73. N-acetyl-cysteine inhibits nociceptive pathway function. A combined animal and human study

Abstract

Despite concerted efforts from pharmacologic research into pain, many patients fail to achieve sufficient pain relief with the currently available drug. N-acetyl-cysteine (NAC), an old and safe drug used as a mucolytic agent, enhances the endogenous activation of presynaptic metabotropic glutamate receptors type 2 and inhibits neurotransmitter release, thus possibly negatively modulating nociceptive pathway function. In this study we verified whether 1200 mg of oral NAC inhibits nociceptive pathway function by investigating how this drug modulates pain related responses in animals and humans.

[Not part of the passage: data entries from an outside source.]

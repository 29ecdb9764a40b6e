//! Display
//!
//! Formats normalised prices for presentation. Currency rendering is
//! delegated to `rusty_money`; amounts are rounded to cents at the display
//! boundary only, never inside the core calculations.

use rust_decimal::{Decimal, RoundingStrategy, prelude::FromPrimitive};
use rusty_money::{Money, iso};

use crate::units::{UnitKind, resolve_unit, unit_price};

/// Formats a plain price as a euro amount.
///
/// Returns `None` when the value is not a finite number.
#[must_use]
pub fn format_price(value: f64) -> Option<String> {
    // `from_f64` drops binary excess precision, so 0.995 rounds up to
    // 1.00 instead of surfacing as 0.99499...
    let amount = Decimal::from_f64(value)?
        .round_dp_with_strategy(2, RoundingStrategy::MidpointAwayFromZero);

    Some(format!("{}", Money::from_decimal(amount, iso::EUR)))
}

/// Formats a unit price as a euro amount with its dimension suffix.
///
/// Returns `None` when the price is absent or not finite, or when the
/// dimension carries no unit-price suffix.
#[must_use]
pub fn format_unit_price(value: Option<f64>, kind: UnitKind) -> Option<String> {
    let label = kind.label()?;
    let formatted = format_price(value?)?;

    Some(format!("{formatted}{label}"))
}

/// Resolves, computes, and formats a product's unit price in one step.
///
/// The unit is resolved with the name fallback; `None` when no measurable
/// unit price could be determined.
#[must_use]
pub fn unit_price_display(price: f64, unit: Option<&str>, name: Option<&str>) -> Option<String> {
    let resolved = resolve_unit(unit, name)?;

    format_unit_price(unit_price(price, Some(&resolved)), resolved.kind)
}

We have investigated the NAC-induced changes in tail flick evoked by heat stimulation in 6 mice; then in 10 healthy subjects we measured changes induced by NAC on thermal-pain perceptive thresholds as assessed by quantitative sensory testing and laser evoked potentials, according to a cross over, double-blind placebo-controlled design. In mice, NAC caused a tail flick delay, reverted by a single injection of the mGlu2/3 receptor antagonist (LY341495). In humans, NAC did not change the thermal-pain perceptive thresholds as assessed by quantitative sensory testing (P > 0.08), but reduced the laser pain ratings and the amplitude of laser evoked potentials (P < 0.05). Our data, showing that NAC delays the tail flick response and reduces the laser pain ratings and the amplitude of laser-evoked potentials, indicate that NAC inhibits nociceptive pathway function. These findings suggest that this drug is worthy of being tested in a clinical trial in patients with pain.